• Material provided:
//! Pool and subscription options.
//!
//! [`PoolOptions`] can be loaded from TOML. Durations are written as integer
//! milliseconds under `*_ms` keys:
//!
//! ```toml
//! relays = ["wss://relay.damus.io"]
//! use_event_cache = true
//! log_subscriptions = false
//!
//! [relay]
//! connect_timeout_ms = 10000
//! min_reconnect_delay_ms = 2000
//! ```

use std::path::Path;
use std::time::Duration;

use serde::{Deserialize, Serialize};

use crate::error::Result;
use crate::relay::RelayConfig;

/// Relays queried for write-relay lists, metadata and contact lists.
pub const DEFAULT_INFO_RELAYS: &[&str] = &["wss://us.rbr.bio", "wss://eu.rbr.bio"];

/// Pool-wide options.
#[derive(Debug, Clone, PartialEq, Serialize, Deserialize)]
#[serde(default)]
pub struct PoolOptions {
    /// Relays to connect to as soon as the pool starts
    pub relays: Vec<String>,
    /// Keep a local event cache and answer queries from it
    pub use_event_cache: bool,
    /// Share one live subscription between identical `unsubscribe_on_eose` calls
    pub subscription_cache: bool,
    /// Log every batch of wire subscriptions
    pub log_subscriptions: bool,
    /// Accept events without checking their signatures
    pub skip_verification: bool,
    /// Strip signatures from received events before caching and delivery
    pub delete_signatures: bool,
    /// Relays used to look up write relays, metadata and contact lists
    pub info_relays: Vec<String>,
    /// How long a write relay, metadata or contact list lookup may take
    #[serde(rename = "lookup_timeout_ms", with = "duration_ms")]
    pub lookup_timeout: Duration,
    /// How long `get_event_by_id` waits for the event
    #[serde(rename = "event_timeout_ms", with = "duration_ms")]
    pub event_timeout: Duration,
    /// Settings for every relay connection
    pub relay: RelayConfig,
}

impl Default for PoolOptions {
    fn default() -> Self {
        Self {
            relays: Vec::new(),
            use_event_cache: true,
            subscription_cache: true,
            log_subscriptions: false,
            skip_verification: false,
            delete_signatures: false,
            info_relays: DEFAULT_INFO_RELAYS.iter().map(|s| s.to_string()).collect(),
            lookup_timeout: Duration::from_secs(10),
            event_timeout: Duration::from_secs(30),
            relay: RelayConfig::default(),
        }
    }
}

impl PoolOptions {
    /// Parse options from a TOML document. Missing keys take their defaults.
    pub fn from_toml_str(source: &str) -> Result<Self> {
        Ok(toml::from_str(source)?)
    }

    /// Load options from a TOML file.
    pub fn from_file(path: impl AsRef<Path>) -> Result<Self> {
        let path = path.as_ref();
        let source = std::fs::read_to_string(path).map_err(|e| {
            crate::error::ClientError::Config(format!("reading {}: {}", path.display(), e))
        })?;
        Self::from_toml_str(&source)
    }
}

/// Per-call subscription options.
#[derive(Debug, Clone, Default, PartialEq, Eq, Serialize, Deserialize)]
#[serde(default)]
pub struct SubscriptionOptions {
    /// Deliver an event again when another relay sends the same id
    pub allow_duplicate_events: bool,
    /// Deliver replaceable events older than one already delivered
    pub allow_older_events: bool,
    /// Close the wire subscriptions once every relay has sent EOSE
    pub unsubscribe_on_eose: bool,
    /// Relays used when author relay lookup finds nothing
    pub default_relays: Option<Vec<String>>,
    /// Log every event delivered to this subscription
    pub log_all_events: bool,
}

impl SubscriptionOptions {
    pub fn unsubscribe_on_eose() -> Self {
        Self {
            unsubscribe_on_eose: true,
            ..Self::default()
        }
    }
}

/// Serde helper for durations stored as integer milliseconds.
pub(crate) mod duration_ms {
    use std::time::Duration;

    use serde::{Deserialize, Deserializer, Serializer};

    pub fn serialize<S: Serializer>(value: &Duration, serializer: S) -> Result<S::Ok, S::Error> {
        serializer.serialize_u64(value.as_millis() as u64)
    }

    pub fn deserialize<'de, D: Deserializer<'de>>(deserializer: D) -> Result<Duration, D::Error> {
        Ok(Duration::from_millis(u64::deserialize(deserializer)?))
    }

    pub mod option {
        use std::time::Duration;

        use serde::{Deserialize, Deserializer, Serializer};

        pub fn serialize<S: Serializer>(
            value: &Option<Duration>,
            serializer: S,
        ) -> Result<S::Ok, S::Error> {
            match value {
                Some(value) => serializer.serialize_some(&(value.as_millis() as u64)),
                None => serializer.serialize_none(),
            }
        }

        pub fn deserialize<'de, D: Deserializer<'de>>(
            deserializer: D,
        ) -> Result<Option<Duration>, D::Error> {
            Ok(Option::<u64>::deserialize(deserializer)?.map(Duration::from_millis))
        }
    }
}

#[cfg(test)]
mod tests {
    use super::*;

    #[test]
    fn test_defaults() {
        let options = PoolOptions::default();
        assert!(options.use_event_cache);
        assert!(options.subscription_cache);
        assert!(!options.skip_verification);
        assert!(!options.delete_signatures);
        assert_eq!(options.info_relays.len(), 2);
        assert!(options.relay.auto_reconnect);
    }

    #[test]
    fn test_from_toml_partial() {
        let options = PoolOptions::from_toml_str(
            r#"
            relays = ["wss://relay.example.com"]
            skip_verification = true
            lookup_timeout_ms = 2500

            [relay]
            min_reconnect_delay_ms = 500
            max_reconnect_delay_ms = 60000
            "#,
        )
        .unwrap();

        assert_eq!(options.relays, vec!["wss://relay.example.com"]);
        assert!(options.skip_verification);
        assert_eq!(options.lookup_timeout, Duration::from_millis(2500));
        assert_eq!(options.relay.min_reconnect_delay, Duration::from_millis(500));
        assert_eq!(options.relay.max_reconnect_delay, Some(Duration::from_secs(60)));
        // untouched keys keep defaults
        assert!(options.use_event_cache);
        assert_eq!(options.relay.connect_timeout, Duration::from_secs(10));
    }

    #[test]
    fn test_from_toml_rejects_bad_types() {
        let err = PoolOptions::from_toml_str("use_event_cache = \"yes\"").unwrap_err();
        assert!(matches!(err, crate::error::ClientError::Config(_)));
    }

    #[test]
    fn test_toml_roundtrip_of_defaults() {
        let options = PoolOptions::default();
        let text = toml::to_string(&options).unwrap();
        assert_eq!(PoolOptions::from_toml_str(&text).unwrap(), options);
    }
}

• Instructions for the task:
What you write must match the records above exactly, line for line.

• Answer section:
//! Pool and subscription options.
//!
//! [`PoolOptions`] can be loaded from TOML. Durations are written as integer
//! milliseconds under `*_ms` keys:
//!
//! ```toml
//! relays = ["wss://relay.damus.io"]
//! use_event_cache = true
//! log_subscriptions = false
//!
//! [relay]
//! connect_timeout_ms = 10000
//! min_reconnect_delay_ms = 2000
//! ```

use std::path::Path;
use std::time::Duration;

use serde::{Deserialize, Serialize};

use crate::error::Result;
use crate::relay::RelayConfig;

/// Relays queried for write-relay lists, metadata and contact lists.
pub const DEFAULT_INFO_RELAYS: &[&str] = &["wss://us.rbr.bio", "wss://eu.rbr.bio"];

/// Pool-wide options.
#[derive(Debug, Clone, PartialEq, Serialize, Deserialize)]
#[serde(default)]
pub struct PoolOptions {
    /// Relays to connect to as soon as the pool starts
    pub relays: Vec<String>,
    /// Keep a local event cache and answer queries from it
    pub use_event_cache: bool,
    /// Share one live subscription between identical `unsubscribe_on_eose` calls
    pub subscription_cache: bool,
    /// Log every batch of wire subscriptions
    pub log_subscriptions: bool,
    /// Accept events without checking their signatures
    pub skip_verification: bool,
    /// Strip signatures from received events before caching and delivery
    pub delete_signatures: bool,
    /// Relays used to look up write relays, metadata and contact lists
    pub info_relays: Vec<String>,
    /// How long a write relay, metadata or contact list lookup may take
    #[serde(rename = "lookup_timeout_ms", with = "duration_ms")]
    pub lookup_timeout: Duration,
    /// How long `get_event_by_id` waits for the event
    #[serde(rename = "event_timeout_ms", with = "duration_ms")]
    pub event_timeout: Duration,
    /// Settings for every relay connection
    pub relay: RelayConfig,
}

impl Default for PoolOptions {
    fn default() -> Self {
        Self {
            relays: Vec::new(),
            use_event_cache: true,
            subscription_cache: true,
            log_subscriptions: false,
            skip_verification: false,
            delete_signatures: false,
            info_relays: DEFAULT_INFO_RELAYS.iter().map(|s| s.to_string()).collect(),
            lookup_timeout: Duration::from_secs(10),
            event_timeout: Duration::from_secs(30),
            relay: RelayConfig::default(),
        }
    }
}

impl PoolOptions {
    /// Parse options from a TOML document. Missing keys take their defaults.
    pub fn from_toml_str(source: &str) -> Result<Self> {
        Ok(toml::from_str(source)?)
    }

    /// Load options from a TOML file.
    pub fn from_file(path: impl AsRef<Path>) -> Result<Self> {
        let path = path.as_ref();
        let source = std::fs::read_to_string(path).map_err(|e| {
            crate::error::ClientError::Config(format!("reading {}: {}", path.display(), e))
        })?;
        Self::from_toml_str(&source)
    }
}

/// Per-call subscription options.
#[derive(Debug, Clone, Default, PartialEq, Eq, Serialize, Deserialize)]
#[serde(default)]
pub struct SubscriptionOptions {
    /// Deliver an event again when another relay sends the same id
    pub allow_duplicate_events: bool,
    /// Deliver replaceable events older than one already delivered
    pub allow_older_events: bool,
    /// Close the wire subscriptions once every relay has sent EOSE
    pub unsubscribe_on_eose: bool,
    /// Relays used when author relay lookup finds nothing
    pub default_relays: Option<Vec<String>>,
    /// Log every event delivered to this subscription
    pub log_all_events: bool,
}

impl SubscriptionOptions {
    pub fn unsubscribe_on_eose() -> Self {
        Self {
            unsubscribe_on_eose: true,
            ..Self::default()
        }
    }
}

/// Serde helper for durations stored as integer milliseconds.
pub(crate) mod duration_ms {
    use std::time::Duration;

    use serde::{Deserialize, Deserializer, Serializer};

    pub fn serialize<S: Serializer>(value: &Duration, serializer: S) -> Result<S::Ok, S::Error> {
        serializer.serialize_u64(value.as_millis() as u64)
    }

    pub fn deserialize<'de, D: Deserializer<'de>>(deserializer: D) -> Result<Duration, D::Error> {
        Ok(Duration::from_millis(u64::deserialize(deserializer)?))
    }

    pub mod option {
        use std::time::Duration;

        use serde::{Deserialize, Deserializer, Serializer};

        pub fn serialize<S: Serializer>(
            value: &Option<Duration>,
            serializer: S,
        ) -> Result<S::Ok, S::Error> {
            match value {
                Some(value) => serializer.serialize_some(&(value.as_millis() as u64)),
                None => serializer.serialize_none(),
            }
        }

        pub fn deserialize<'de, D: Deserializer<'de>>(
            deserializer: D,
        ) -> Result<Option<Duration>, D::Error> {
            Ok(Option::<u64>::deserialize(deserializer)?.map(Duration::from_millis))
        }
    }
}

#[cfg(test)]
mod tests {
    use super::*;

    #[test]
    fn test_defaults() {
        let options = PoolOptions::default();
        assert!(options.use_event_cache);
        assert!(options.subscription_cache);
        assert!(!options.skip_verification);
        assert!(!options.delete_signatures);
        assert_eq!(options.info_relays.len(), 2);
        assert!(options.relay.auto_reconnect);
    }

    #[test]
    fn test_from_toml_partial() {
        let options = PoolOptions::from_toml_str(
            r#"
            relays = ["wss://relay.example.com"]
            skip_verification = true
            lookup_timeout_ms = 2500

            [relay]
            min_reconnect_delay_ms = 500
            max_reconnect_delay_ms = 60000
            "#,
        )
        .unwrap();

        assert_eq!(options.relays, vec!["wss://relay.example.com"]);
        assert!(options.skip_verification);
        assert_eq!(options.lookup_timeout, Duration::from_millis(2500));
        assert_eq!(options.relay.min_reconnect_delay, Duration::from_millis(500));
        assert_eq!(options.relay.max_reconnect_delay, Some(Duration::from_secs(60)));
        // untouched keys keep defaults
        assert!(options.use_event_cache);
        assert_eq!(options.relay.connect_timeout, Duration::from_secs(10));
    }

    #[test]
    fn test_from_toml_rejects_bad_types() {
        let err = PoolOptions::from_toml_str("use_event_cache = \"yes\"").unwrap_err();
        assert!(matches!(err, crate::error::ClientError::Config(_)));
    }

    #[test]
    fn test_toml_roundtrip_of_defaults() {
        let options = PoolOptions::default();
        let text = toml::to_string(&options).unwrap();
        assert_eq!(PoolOptions::from_toml_str(&text).unwrap(), options);
    }
}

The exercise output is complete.